─── WORKING DATA ───
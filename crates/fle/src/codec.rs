//! Batch codec: document fields ⇄ transit batch items.
//!
//! The key service answers with results in request order and no field labels,
//! so [`to_batch`] and [`from_batch`] must agree on which fields are present.
//! Both use [`present_fields`], which keeps the policy order and skips absent,
//! non-string and empty values. Calling them on the same unmodified document
//! therefore yields aligned positions.
//!
//! # Payload encoding
//!
//! | direction | request payload            | response payload             |
//! |-----------|----------------------------|------------------------------|
//! | encrypt   | base64(UTF-8 plaintext)    | opaque ciphertext token      |
//! | decrypt   | ciphertext token, verbatim | base64(UTF-8 plaintext)      |
//!
//! The context of every item is base64(UTF-8 field path).

use base64::{engine::general_purpose::STANDARD, Engine as _};
use common::protocol::{TransitBatchItem, TransitBatchResult};
use serde_json::Value;

use crate::error::{FleError, Result};
use crate::path;

/// Which way a batch goes through the key service.
#[derive(Debug, Clone, Copy, PartialEq, Eq)]
pub enum Direction {
    /// Plaintext to ciphertext.
    Encrypt,
    /// Ciphertext to plaintext.
    Decrypt,
}

impl Direction {
    pub fn as_str(&self) -> &'static str {
        match self {
            Direction::Encrypt => "encrypt",
            Direction::Decrypt => "decrypt",
        }
    }
}

/// Derive the batch context for a field path.
pub fn encode_context(path: &str) -> String {
    STANDARD.encode(path.as_bytes())
}

/// Build one batch item for `value` at `path`.
pub fn encode_item(path: &str, value: &str, direction: Direction) -> TransitBatchItem {
    let context = encode_context(path);
    match direction {
        Direction::Encrypt => TransitBatchItem::plaintext(context, STANDARD.encode(value.as_bytes())),
        Direction::Decrypt => TransitBatchItem::ciphertext(context, value),
    }
}

/// Policy fields of `document` that currently hold a non-empty string, in
/// policy order, paired with their value.
pub fn present_fields<'a>(document: &'a Value, fields: &'a [String]) -> Vec<(&'a str, &'a str)> {
    fields
        .iter()
        .filter_map(|f| path::present_str(document, f).map(|v| (f.as_str(), v)))
        .collect()
}

/// Build the ordered batch for `fields` of `document`.
pub fn to_batch(document: &Value, fields: &[String], direction: Direction) -> Vec<TransitBatchItem> {
    present_fields(document, fields)
        .into_iter()
        .map(|(path, value)| encode_item(path, value, direction))
        .collect()
}

/// Decode an ordered result list into field values.
///
/// # Errors
///
/// - [`FleError::AlignmentViolation`] if `results.len() != expected`.
/// - [`FleError::MalformedPayload`] if an item lacks the payload for
///   `direction`, or a plaintext is not base64 of UTF-8.
pub fn decode_results(
    results: &[TransitBatchResult],
    expected: usize,
    direction: Direction,
) -> Result<Vec<String>> {
    if results.len() != expected {
        return Err(FleError::AlignmentViolation {
            expected,
            actual: results.len(),
        });
    }

    results
        .iter()
        .enumerate()
        .map(|(index, result)| match direction {
            Direction::Encrypt => result.ciphertext.clone().ok_or_else(|| FleError::MalformedPayload {
                index,
                reason: "missing ciphertext".into(),
            }),
            Direction::Decrypt => {
                let encoded = result.plaintext.as_deref().ok_or_else(|| FleError::MalformedPayload {
                    index,
                    reason: "missing plaintext".into(),
                })?;
                let raw = STANDARD.decode(encoded).map_err(|e| FleError::MalformedPayload {
                    index,
                    reason: format!("plaintext is not base64: {e}"),
                })?;
                String::from_utf8(raw).map_err(|_| FleError::MalformedPayload {
                    index,
                    reason: "plaintext is not UTF-8".into(),
                })
            }
        })
        .collect()
}

/// Scatter `results` back onto `document`.
///
/// Re-resolves the present fields exactly like [`to_batch`], decodes every
/// result first, and only then writes. On error the document is unchanged.
///
/// Returns the number of fields written.
pub fn from_batch(
    document: &mut Value,
    results: &[TransitBatchResult],
    fields: &[String],
    direction: Direction,
) -> Result<usize> {
    let paths: Vec<String> = present_fields(document, fields)
        .into_iter()
        .map(|(path, _)| path.to_owned())
        .collect();

    let values = decode_results(results, paths.len(), direction)?;

    for (path, value) in paths.iter().zip(values) {
        path::replace_str(document, path, value);
    }
    Ok(paths.len())
}

#[cfg(test)]
mod tests {
    use super::*;
    use serde_json::json;

    fn fields() -> Vec<String> {
        ["firstName", "emptyString", "missing", "num", "objectOfStrings.string1"]
            .iter()
            .map(|s| s.to_string())
            .collect()
    }

    fn doc() -> Value {
        json!({
            "firstName": "Max",
            "emptyString": "",
            "num": 42,
            "objectOfStrings": {"string1": "content1"}
        })
    }

    fn ct(token: &str) -> TransitBatchResult {
        TransitBatchResult {
            ciphertext: Some(token.into()),
            ..Default::default()
        }
    }

    #[test]
    fn context_is_base64_of_path() {
        assert_eq!(encode_context("firstName"), "Zmlyc3ROYW1l");
    }

    #[test]
    fn to_batch_skips_absent_empty_and_non_strings() {
        let items = to_batch(&doc(), &fields(), Direction::Encrypt);
        assert_eq!(items.len(), 2);
        assert_eq!(items[0].context, encode_context("firstName"));
        assert_eq!(items[0].plaintext.as_deref(), Some("TWF4"));
        assert_eq!(items[1].context, encode_context("objectOfStrings.string1"));
        assert!(items.iter().all(|i| i.ciphertext.is_none()));
    }

    #[test]
    fn decrypt_items_pass_ciphertext_through() {
        let d = json!({"firstName": "vault:v1:abc"});
        let items = to_batch(&d, &fields(), Direction::Decrypt);
        assert_eq!(items[0].ciphertext.as_deref(), Some("vault:v1:abc"));
        assert!(items[0].plaintext.is_none());
    }

    #[test]
    fn from_batch_assigns_positionally() {
        let mut d = doc();
        let n = from_batch(&mut d, &[ct("vault:v1:a"), ct("vault:v1:b")], &fields(), Direction::Encrypt).unwrap();
        assert_eq!(n, 2);
        assert_eq!(d["firstName"], "vault:v1:a");
        assert_eq!(d["objectOfStrings"]["string1"], "vault:v1:b");
        assert_eq!(d["emptyString"], "");
        assert_eq!(d["num"], 42);
    }

    #[test]
    fn from_batch_decodes_plaintext() {
        let mut d = json!({"firstName": "vault:v1:a"});
        let result = TransitBatchResult {
            plaintext: Some("TWF4".into()),
            ..Default::default()
        };
        from_batch(&mut d, &[result], &fields(), Direction::Decrypt).unwrap();
        assert_eq!(d["firstName"], "Max");
    }

    #[test]
    fn length_mismatch_is_an_alignment_violation_and_writes_nothing() {
        let mut d = doc();
        let before = d.clone();
        let err = from_batch(&mut d, &[ct("vault:v1:a")], &fields(), Direction::Encrypt).unwrap_err();
        assert!(matches!(err, FleError::AlignmentViolation { expected: 2, actual: 1 }));
        assert_eq!(d, before);
    }

    #[test]
    fn malformed_item_writes_nothing() {
        let mut d = doc();
        let before = d.clone();
        let err = from_batch(
            &mut d,
            &[ct("vault:v1:a"), TransitBatchResult::default()],
            &fields(),
            Direction::Encrypt,
        )
        .unwrap_err();
        assert!(matches!(err, FleError::MalformedPayload { index: 1, .. }));
        assert_eq!(d, before);
    }

    #[test]
    fn invalid_base64_plaintext_is_malformed() {
        let result = TransitBatchResult {
            plaintext: Some("***".into()),
            ..Default::default()
        };
        let err = decode_results(&[result], 1, Direction::Decrypt).unwrap_err();
        assert!(matches!(err, FleError::MalformedPayload { index: 0, .. }));
    }
}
───
WORK TO BE COMPLETED »
From the entries above, select each line containing the string "AlignmentViolation".

WRITTEN RESPONSE »
/// - [`FleError::AlignmentViolation`] if `results.len() != expected`.
        return Err(FleError::AlignmentViolation {
        assert!(matches!(err, FleError::AlignmentViolation { expected: 2, actual: 1 }));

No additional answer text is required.